On hair mineral tests, we see the results of eating aldehydes.  The personŐs sodium/potassium ratio starts to decline and the vitality diminishes.  This is a consistent finding.  The more aldehydes one eats, the worse the problem.

The worst foods for the production of aldehydes are wine, beer, and some cheeses.  The least are produced in foods such as miso, which is fine as a soup base, especially because one does not eat a lot of it.

 

3. Less nutritious than cooking vegetables. I recommend cooking almost all foods except dairy products, which are best eaten raw, unpasteurized and non-homogenized for best utilization.  Meats and eggs should also be eaten only lightly cooked because cooking them a long time tends to damage their protein structure and the calcium they contain.

Vegetables, however, are best cooked because the minerals and other phyto-nutrients in them are bound up in the fiber, which is hard for human beings to digest completely.  We simply lack the enzymes needed to break down the fiber properly. 

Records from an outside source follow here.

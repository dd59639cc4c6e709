//! # Foreign-Format Adapters
//!
//! Readers that present other spectral library formats as mzSpecLib
//! [`Spectrum`] streams:
//!
//! - [`msp`] - NIST-style MSP flat text
//! - [`bibliospec`] - BiblioSpec `.blib` SQLite libraries
//! - [`encyclopedia`] - EncyclopeDIA `.dlib`/`.elib` SQLite libraries
//! - [`diann`] - DIA-NN TSV spectral libraries
//! - [`spectronaut`] - Spectronaut TSV spectral libraries
//!
//! Native text and JSON libraries are served by the same interface so
//! callers can treat every readable file alike.
//!
//! ```rust,no_run
//! use mzspeclib::adapters::open_adapter;
//!
//! let mut adapter = open_adapter("library.msp")?;
//! for spectrum in adapter.spectra() {
//!     let spectrum = spectrum?;
//!     println!("{} {:?}", spectrum.key, spectrum.name());
//! }
//! # Ok::<(), mzspeclib::adapters::AdapterError>(())
//! ```

use std::fmt;
use std::fs::File;
use std::io::{BufRead, BufReader, Read};
use std::path::Path;
use std::str::FromStr;

use flate2::read::GzDecoder;
use log::debug;

use crate::attributes::{Attribute, AttributeManager, Value};
use crate::controlled_vocabulary::ms_terms;
use crate::model::{Library, LibraryHeader, Spectrum};

pub use error::AdapterError;

pub mod bibliospec;
pub mod diann;
pub mod encyclopedia;
pub mod msp;
pub mod native;
pub mod spectronaut;

mod blob;
mod error;
mod tabular;

#[cfg(test)]
mod tests;

const SQLITE_MAGIC: &[u8] = b"SQLite format 3\0";
const GZIP_MAGIC: &[u8] = b"\x1f\x8b";

/// Library formats this crate can read
#[derive(Debug, Clone, Copy, PartialEq, Eq, Hash)]
pub enum Format {
    /// mzSpecLib text
    Text,
    /// mzSpecLib JSON
    Json,
    /// NIST MSP
    Msp,
    /// BiblioSpec SQLite
    BiblioSpec,
    /// EncyclopeDIA SQLite
    EncyclopeDia,
    /// DIA-NN TSV
    DiaNn,
    /// Spectronaut TSV
    Spectronaut,
}

impl Format {
    /// Short lowercase name
    pub fn name(&self) -> &'static str {
        match self {
            Format::Text => "text",
            Format::Json => "json",
            Format::Msp => "msp",
            Format::BiblioSpec => "bibliospec",
            Format::EncyclopeDia => "encyclopedia",
            Format::DiaNn => "diann",
            Format::Spectronaut => "spectronaut",
        }
    }

    /// Whether this is one of the native mzSpecLib serializations
    pub fn is_native(&self) -> bool {
        matches!(self, Format::Text | Format::Json)
    }
}

impl fmt::Display for Format {
    fn fmt(&self, f: &mut fmt::Formatter<'_>) -> fmt::Result {
        f.write_str(self.name())
    }
}

impl FromStr for Format {
    type Err = AdapterError;

    fn from_str(s: &str) -> Result<Self, Self::Err> {
        match s.to_ascii_lowercase().as_str() {
            "text" | "txt" | "mzlib.txt" => Ok(Format::Text),
            "json" | "mzlib.json" => Ok(Format::Json),
            "msp" => Ok(Format::Msp),
            "bibliospec" | "blib" => Ok(Format::BiblioSpec),
            "encyclopedia" | "dlib" | "elib" => Ok(Format::EncyclopeDia),
            "diann" | "dia-nn" => Ok(Format::DiaNn),
            "spectronaut" => Ok(Format::Spectronaut),
            other => Err(AdapterError::UnsupportedFormat(other.to_string())),
        }
    }
}

/// A source of mzSpecLib spectra
pub trait Adapter {
    /// Format being read
    fn format(&self) -> Format;

    /// Library header synthesized from the source
    fn header(&self) -> &LibraryHeader;

    /// Stream spectra in source order
    fn spectra(&mut self) -> Box<dyn Iterator<Item = Result<Spectrum, AdapterError>> + '_>;

    /// Read every remaining spectrum into a [`Library`]
    fn read_library(&mut self) -> Result<Library, AdapterError> {
        let mut library = Library::new(self.header().clone());
        for spectrum in self.spectra() {
            library.push_spectrum(spectrum?);
        }
        Ok(library)
    }
}

/// Determine the format of a library file.
///
/// SQLite files are told apart by their tables. Otherwise the extension
/// decides when it is specific, and the first line decides when it is not.
pub fn detect_format<P: AsRef<Path>>(path: P) -> Result<Format, AdapterError> {
    let path = path.as_ref();
    let mut magic = [0u8; 16];
    let read = File::open(path)?.read(&mut magic)?;
    if &magic[..read] == SQLITE_MAGIC {
        return detect_sqlite(path);
    }

    let name = path
        .file_name()
        .map(|n| n.to_string_lossy().to_ascii_lowercase())
        .unwrap_or_default();
    let name = name.strip_suffix(".gz").unwrap_or(&name);
    let extension = name.rsplit_once('.').map(|(_, ext)| ext).unwrap_or("");
    match extension {
        "json" => return Ok(Format::Json),
        "msp" => return Ok(Format::Msp),
        "blib" | "dlib" | "elib" => return detect_sqlite(path),
        _ => {}
    }

    let mut reader = open_text_source(path)?;
    let mut first = String::new();
    while first.trim().is_empty() {
        first.clear();
        if reader.read_line(&mut first)? == 0 {
            break;
        }
    }
    let line = first.trim_start();
    let format = if line.starts_with("<mzSpecLib") || line.starts_with("MS:") {
        Format::Text
    } else if line.starts_with('{') {
        Format::Json
    } else if msp::is_leader_line(line) {
        Format::Msp
    } else {
        let columns: Vec<&str> = line.trim_end().split('\t').collect();
        if columns.contains(&"transition_group_id") {
            Format::DiaNn
        } else if columns.contains(&"ModifiedPeptide") && columns.contains(&"FragmentMz") {
            Format::Spectronaut
        } else {
            return Err(AdapterError::UnsupportedFormat(path.display().to_string()));
        }
    };
    debug!("Detected {} format for {}", format, path.display());
    Ok(format)
}

fn detect_sqlite(path: &Path) -> Result<Format, AdapterError> {
    let connection = blob::open_read_only(path, Format::BiblioSpec)?;
    let tables = blob::table_names(&connection, Format::BiblioSpec)?;
    if tables.iter().any(|t| t.eq_ignore_ascii_case("RefSpectra")) {
        Ok(Format::BiblioSpec)
    } else if tables.iter().any(|t| t.eq_ignore_ascii_case("entries")) {
        Ok(Format::EncyclopeDia)
    } else {
        Err(AdapterError::UnsupportedFormat(format!(
            "{}: SQLite database without RefSpectra or entries tables",
            path.display()
        )))
    }
}

/// Open a library with the adapter for its detected format
pub fn open_adapter<P: AsRef<Path>>(path: P) -> Result<Box<dyn Adapter>, AdapterError> {
    let format = detect_format(path.as_ref())?;
    open_adapter_as(path, format)
}

/// Open a library with the adapter for `format`
pub fn open_adapter_as<P: AsRef<Path>>(
    path: P,
    format: Format,
) -> Result<Box<dyn Adapter>, AdapterError> {
    let path = path.as_ref();
    let adapter: Box<dyn Adapter> = match format {
        Format::Text | Format::Json => Box::new(native::NativeAdapter::open(path, format)?),
        Format::Msp => Box::new(msp::MspAdapter::open(path)?),
        Format::BiblioSpec => Box::new(bibliospec::BiblioSpecAdapter::open(path)?),
        Format::EncyclopeDia => Box::new(encyclopedia::EncyclopeDiaAdapter::open(path)?),
        Format::DiaNn => Box::new(diann::DiaNnAdapter::open(path)?),
        Format::Spectronaut => Box::new(spectronaut::SpectronautAdapter::open(path)?),
    };
    Ok(adapter)
}

/// Open a flat file for line reading, decompressing gzip transparently
pub(crate) fn open_text_source(path: &Path) -> Result<Box<dyn BufRead>, AdapterError> {
    let mut file = BufReader::new(File::open(path)?);
    let is_gzip = file.fill_buf()?.starts_with(GZIP_MAGIC);
    if is_gzip {
        Ok(Box::new(BufReader::new(GzDecoder::new(file))))
    } else {
        Ok(Box::new(file))
    }
}

/// Library name derived from a file name: the stem without `.gz` and extension
pub(crate) fn library_name_from_path(path: &Path) -> String {
    let name = path
        .file_name()
        .map(|n| n.to_string_lossy().into_owned())
        .unwrap_or_default();
    let name = name.strip_suffix(".gz").unwrap_or(&name);
    match name.rsplit_once('.') {
        Some((stem, _)) if !stem.is_empty() => stem.to_string(),
        _ => name.to_string(),
    }
}

/// Header shared by every adapter: format version, name and creation software
pub(crate) fn adapter_header(name: &str, software: impl Into<Value>) -> LibraryHeader {
    let mut header = LibraryHeader::new();
    header.attributes.add_value(ms_terms::library_name(), name);
    header
        .attributes
        .add_value(ms_terms::library_creation_software(), software);
    header
}

/// Interpret a foreign value: integer, then finite float, then string
pub(crate) fn cast_value(raw: &str) -> Value {
    let raw = raw.trim();
    if let Ok(v) = raw.parse::<i64>() {
        return Value::Int(v);
    }
    match raw.parse::<f64>() {
        Ok(v) if v.is_finite() => Value::Float(v),
        _ => Value::Str(raw.to_string()),
    }
}

/// Record a key without a CV mapping as an `other attribute name/value` pair
pub(crate) fn add_other_attribute(attributes: &mut AttributeManager, name: &str, value: Value) {
    attributes.add_group([
        Attribute::new(ms_terms::other_attribute_name(), name),
        Attribute::new(ms_terms::other_attribute_value(), value),
    ]);
}

/// Build an mzPAF-style fragment label such as `y7-H2O^2`
pub(crate) fn fragment_annotation(series: &str, ordinal: &str, loss: &str, charge: i64) -> String {
    let mut label = format!("{}{}", series.trim(), ordinal.trim());
    let loss = loss.trim();
    if !loss.is_empty() && !loss.eq_ignore_ascii_case("noloss") {
        label.push('-');
        label.push_str(loss);
    }
    if charge > 1 {
        label.push('^');
        label.push_str(&charge.to_string());
    }
    label
}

Fermenting does not break down the food fibers as much as does cooking vegetables, so one may not absorb the minerals well enough.  This is not an issue with dairy products, meats and eggs, as they do not contain much fiber and the nutrients are very available.

 

4. Possibly unclean.  It is true that fermenting a food often kills harmful micro-organisms and affords some protection against intestinal infections.  However, fermented food, because it is not heated or boiled to cook it, is still subject to carrying some unclean pathogens.  Fermenting, in other words, may not kill all the parasites, bacteria and viruses that are found in many raw foods.

 

5. Other toxicity.  Some people are basically allergic to, sensitive to or react to the ferments, which are mainly various types of yeasts and molds or fungi.  One can argue that these are just healing reactions, and this may be the case.  However, I also know people who have difficulty with ferments of various kinds.

 

6. Disadvantages compared to cooked vegetables. These include:

 

1.  Cooking tends to break down the fiber better than fermenting, in most cases, and this allows one to absorb more nutrients from vegetables and fruits.

2.  Cooking tend to concentrate most foods more than fermenting.  This allows one to eat more of the food, which is helpful today to obtain more nutrition.

3.  Cooking warms the food, which appears to be less upsetting to the digestion than eating cold fermented foods that the body must warm up.

4. As stated above, cooking makes the food much more yang than does fermenting. 

 

For all of these reasons, I recommend avoiding most fermented foods except some cheeses, yogurt, kefir and perhaps a little sauerkraut and/or miso soup, if desired.